That’s the finding of a system dynamics model built by the Prevention Centre together with the NSW Ministry of Health, the Department of Premier and Cabinet and leading academic experts, to determine what interventions would be required to achieve the Premier’s target.
The project brought together modelling experts with academics, policy experts and practitioners in a series of workshops to map the complex interaction of factors leading to childhood overweight and obesity in NSW. The findings were released in a paper published in Systems Research and Behavioral Science.
The model revealed the collective effect of different combinations of interventions, as well as when they needed to be implemented to achieve the target.

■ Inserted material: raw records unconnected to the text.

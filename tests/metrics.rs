use approx::assert_abs_diff_eq;
use chrono::NaiveDate;
use tremor::{DetectionResult, Error, Trace, compute_metrics, evaluate, run};

fn row(id: &str, duration: f64, truth: f64, predicted: f64) -> DetectionResult {
    DetectionResult {
        id: id.to_string(),
        filename: format!("{id}.csv"),
        ground_truth_onset: Some(truth),
        duration,
        predicted_onset_rel: Some(predicted),
        predicted_onset_abs: None,
    }
}

#[test]
fn even_count_medians_average_middle_values() {
    let results = [
        row("a", 10.0, 5.0, 4.5),
        row("b", 20.0, 10.0, 11.0),
    ];
    let report = compute_metrics(&results).unwrap();
    assert_abs_diff_eq!(report.median_time_deviation, 0.75, epsilon = 1e-12);
    assert_abs_diff_eq!(report.median_send_signal_percentage_predicted, 50.0, epsilon = 1e-12);
    assert_abs_diff_eq!(report.median_send_signal_percentage_truth, 50.0, epsilon = 1e-12);
    assert_abs_diff_eq!(report.median_percentage_difference, 0.0, epsilon = 1e-12);
    assert_abs_diff_eq!(report.median_signal_reduction, 50.0, epsilon = 1e-12);
}

#[test]
fn reduction_complements_predicted_send() {
    let results = [
        row("a", 10.0, 1.0, 2.0),
        row("b", 10.0, 1.0, 3.0),
        row("c", 10.0, 1.0, 7.0),
    ];
    let report = compute_metrics(&results).unwrap();
    assert_abs_diff_eq!(report.median_send_signal_percentage_predicted, 70.0, epsilon = 1e-12);
    assert_abs_diff_eq!(report.median_signal_reduction, 30.0, epsilon = 1e-12);
    assert_abs_diff_eq!(report.median_percentage_difference, 20.0, epsilon = 1e-12);
    assert_abs_diff_eq!(report.median_time_deviation, 2.0, epsilon = 1e-12);
}

#[test]
fn metrics_require_complete_rows() {
    let mut missing = row("m", 10.0, 1.0, 2.0);
    missing.predicted_onset_rel = None;
    assert!(matches!(
        compute_metrics(&[row("a", 10.0, 1.0, 2.0), missing.clone()]),
        Err(Error::MissingField { .. })
    ));
    assert!(matches!(compute_metrics(&[]), Err(Error::EmptyResults)));

    let report = evaluate(&[row("a", 10.0, 1.0, 2.0), missing]).unwrap();
    assert_abs_diff_eq!(report.median_time_deviation, 1.0, epsilon = 1e-12);
}

#[test]
fn detections_feed_metrics() {
    let start = NaiveDate::from_ymd_opt(2022, 3, 1)
        .and_then(|d| d.and_hms_opt(12, 0, 0))
        .unwrap();
    let traces: Vec<Trace> = [300usize, 500, 700]
        .iter()
        .map(|&at| {
            let times: Vec<f64> = (0..1000).map(|i| i as f64 / 100.0).collect();
            let mut samples = vec![0.0; 1000];
            samples[at] = 1.0;
            Trace::new(format!("ev{at}"), format!("ev{at}.csv"), times, samples, start)
                .with_ground_truth(at as f64 / 100.0)
        })
        .collect();

    let results = run(&traces, "mars").unwrap();
    let report = evaluate(&results).unwrap();
    assert_abs_diff_eq!(report.median_time_deviation, 0.05, epsilon = 1e-9);
    assert!(report.median_percentage_difference.abs() < 1.0);
}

It found ‘business as usual’ interventions, such as continuing NSW Health programs at their current level, would not achieve the target. Supplementing these interventions to improve their reach and adoption rates still would not reach the target.
However, it would be possible to meet the target if a full range of cross-sectoral actions were undertaken, including improving the built environment, increasing children’s sport and recreation and active transport (including bike paths and improved pavements), and introducing new fiscal policies, the model found.
“These interventions fall under jurisdictions including health, urban planning and education portfolios and therefore require cross‐sectoral collaborative government action,” the paper said.
“The findings of this modelling exercise confirm the conclusions of evidence reviews … and international policy directions … namely, that childhood overweight and obesity is influenced by multiple determinants. As a consequence, a socioecological, multi‐agency approach is necessary. The need for a cross‐sectoral government response to childhood overweight and obesity is reflected in the NSW Health delivery plan for this priority.”
The model forecast that interventions would have little discernible impact until 2020. All the interventions needed to be implemented in order to reach the target approximately 6 months after the proposed end date of mid‐2025.
“If any of the target estimates of intervention reach and adoption are not realized, the suite of interventions would not achieve the target by the 2025 target date. This suggests that if a greater level of certainty around reaching the target on time is required, additional strategies to increase the impact of interventions are likely to be required,” the paper concluded.